As a teenager, he had an ambition to make it as a basketball player in the USA. He then became passionate about music and rapped semi-professionally in the hotels of his home town, Mombasa, in Kenya. His group BMW (Blacks Most Wanted) were the first Kenyan rappers to show a video on national television. But when one of the group defected to the USA, Mwakulua didn't see rapping as a solid proposition. His parents wanted him to study so, in the words of one of his songs, he headed "straight out of motherland Africa".

At the age of 23, he arrived in London with just US$35 in his pocket and was surprised when his dollars were not accepted in a shop. As a native of a touristy seaside city, he had assumed that dollars were welcome everywhere.

The size of London surprised him, and the cost of living there shocked him. In Mombasa, he could live comfortably for about £50 a week, including food, rent and other bills. Once changed into sterling, his $35 didn't last long.

The idea of cooking for a living wasn't even a twinkle in his eye back then. Mwakulua came to London to study business and finance, and took kitchen portering jobs purely to pay his way. He shared a room with two friends in a house in Stratford, east London, and enrolled at Lambeth College.

At 3.30pm every day he left the college to get to Camden Town for 4pm to start washing dishes at French restaurant Caf‚ Delancey. Two girlfriends left him because of his hard-working mentality. "They wanted to go out and play, like a proper girlfriend and boyfriend," Mwakulua remembers, but he had virtually no free time between working and studying.

In the summer of 1996 he signed on with recruitment firm Mayday, which placed him with Avenance. It was while washing dishes at investment bank Merrill Lynch that the young Kenyan experienced a revelation that changed the course of his life. Suddenly, he was looking at food with new eyes.

He recalls: "I saw chefs Mark Webb and Michael Osborne doing the food and I thought, ‘Wow.' In Kenya, what's put on the table is what you have. I never appreciated food much. But at Avenance, I started to get interested. I thought I could take a year off from college and concentrate on this interest."

Watching Avenance's executive chef, Robert Kirby, do fish and pastry demonstrations hooked Mwakulua completely, and he asked the chef how he could learn. Kirby told him to come up and work with him at HSBC Investment Bank in London whenever he was free. "I'm not shy to ask for help," Mwakulua says. "I hassled Robert. I kept calling him, even on holiday. He'll either be mad or give you what you want." Then a commis chef vacancy came up. He took it, and that's when the hard work started.

Mwakulua realised he had a lot of catching up to do, and often worked from 6am to 6pm.

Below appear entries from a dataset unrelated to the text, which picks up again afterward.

use clap::{Parser, ValueEnum};
use std::path::PathBuf;
use std::process::ExitCode;
use tracing::{error, info};
use tracing_subscriber::{layer::SubscriberExt, util::SubscriberInitExt};

use lcfind::autoscaling::AutoScalingInventory;
use lcfind::aws_cli::AwsCliInventory;
use lcfind::aws_config::configure_aws;
use lcfind::inventory::FileInventory;
use lcfind::output::ModuleResult;
use lcfind::{
    find_launch_configurations, InventoryClient, LaunchConfigurationRecord, LcFindResult,
    QueryParameters, SortOrder,
};

#[derive(Debug, Clone, Copy, PartialEq, Eq, ValueEnum)]
enum Source {
    /// Auto Scaling API via the AWS SDK
    Sdk,
    /// `aws autoscaling describe-launch-configurations`
    Cli,
}

#[derive(Parser)]
#[command(name = "lcfind")]
#[command(version)]
#[command(about = "Find auto scaling launch configurations, optionally filtered, sorted and sliced")]
#[command(long_about = None)]
struct Cli {
    /// AWS region to query
    #[arg(short, long, visible_aliases = ["aws-region", "ec2-region"])]
    region: Option<String>,

    /// Keep only names matching this pattern at their start
    #[arg(long, value_name = "REGEX")]
    name_regex: Option<String>,

    /// Sort by name; required for --sort-order, --sort-start and --sort-end to apply
    #[arg(long)]
    sort: bool,

    #[arg(long, value_enum)]
    sort_order: Option<SortOrder>,

    /// First index of the sorted slice (negative counts from the end)
    #[arg(long, allow_hyphen_values = true)]
    sort_start: Option<String>,

    /// End index (exclusive) of the sorted slice (negative counts from the end)
    #[arg(long, allow_hyphen_values = true)]
    sort_end: Option<String>,

    /// Named AWS profile
    #[arg(long)]
    profile: Option<String>,

    /// JSON module arguments; command line flags take precedence
    #[arg(long, value_name = "PATH")]
    args_file: Option<PathBuf>,

    /// Where to read launch configurations from
    #[arg(long, value_enum, default_value_t = Source::Sdk)]
    source: Source,

    /// Replay a saved describe-launch-configurations JSON document instead of calling AWS
    #[arg(long, value_name = "PATH")]
    from_file: Option<PathBuf>,

    /// Log level (logs go to stderr)
    #[arg(short = 'v', long, default_value = "warn")]
    log_level: String,
}

impl Cli {
    fn query_parameters(&self) -> QueryParameters {
        QueryParameters {
            region: self.region.clone(),
            name_regex: self.name_regex.clone(),
            sort: self.sort.then_some(true),
            sort_order: self.sort_order,
            sort_start: self.sort_start.clone(),
            sort_end: self.sort_end.clone(),
            profile: self.profile.clone(),
        }
    }
}

#[tokio::main]
async fn main() -> ExitCode {
    let cli = Cli::parse();

    // stdout is reserved for the JSON result
    tracing_subscriber::registry()
        .with(
            tracing_subscriber::EnvFilter::try_from_default_env()
                .unwrap_or_else(|_| format!("lcfind={}", cli.log_level).into()),
        )
        .with(tracing_subscriber::fmt::layer().with_writer(std::io::stderr))
        .init();

    let result = ModuleResult::from(run(&cli).await);
    if let ModuleResult::Failure { msg, .. } = &result {
        error!("{}", msg);
    }

    match serde_json::to_string(&result) {
        Ok(json) => println!("{}", json),
        Err(e) => {
            eprintln!("Error: could not serialise result: {}", e);
            return ExitCode::FAILURE;
        }
    }

    if result.is_failure() {
        ExitCode::FAILURE
    } else {
        ExitCode::SUCCESS
    }
}

async fn run(cli: &Cli) -> LcFindResult<Vec<LaunchConfigurationRecord>> {
    let base = match &cli.args_file {
        Some(path) => QueryParameters::from_args_file(path)?,
        None => QueryParameters::default(),
    };
    let query = base.merge(cli.query_parameters()).validate()?;

    let inventory: Box<dyn InventoryClient> = match (&cli.from_file, cli.source) {
        (Some(path), _) => {
            info!("Replaying launch configurations from {}", path.display());
            Box::new(FileInventory::new(path.clone()))
        }
        (None, Source::Cli) => Box::new(AwsCliInventory::new(query.profile.clone())),
        (None, Source::Sdk) => {
            let config = configure_aws(Some(query.region.clone()), query.profile.clone()).await;
            Box::new(AutoScalingInventory::new(config))
        }
    };

    find_launch_configurations(&query, inventory.as_ref()).await
}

He remembers one occasion when Kirby got angry with him for serving a cake warm instead of hot, and he nearly walked out because of the pressure and frustration. But it was Kirby's high standards that spurred him on.

Free Saturdays were filled gaining unpaid experience in the kitchens of London's Ivy, Dorchester and Le Caprice. "To catch up with the guys here," he says, "I had to concentrate on the food, bearing in mind that the food culture here is very different. I had to learn the basics very quickly." An embarrassing moment came when he made a sandwich of prawns with Branston pickle. This was perhaps an early clue to his inventiveness, but after that he went out and bought a Pret A Manger sandwich book.

Clearly, Mwakulua's bright personality, artistic talent and passion to learn have led to his achievements. He wants to be a role model and give something back to the industry. "I want to encourage ethnic minorities and young guys from college," he says. "I'm telling the kitchen porters you don't want to wash dishes for the rest of your life. You need to know what's going on in the kitchen. Make it your business."

Racial prejudice is something he never experienced in Kenya. He says that some people treat him as though he were still a kitchen porter, rather than a head chef responsible for managing a team. But his strategy is unequivocal: to blank out negativity or jealousy.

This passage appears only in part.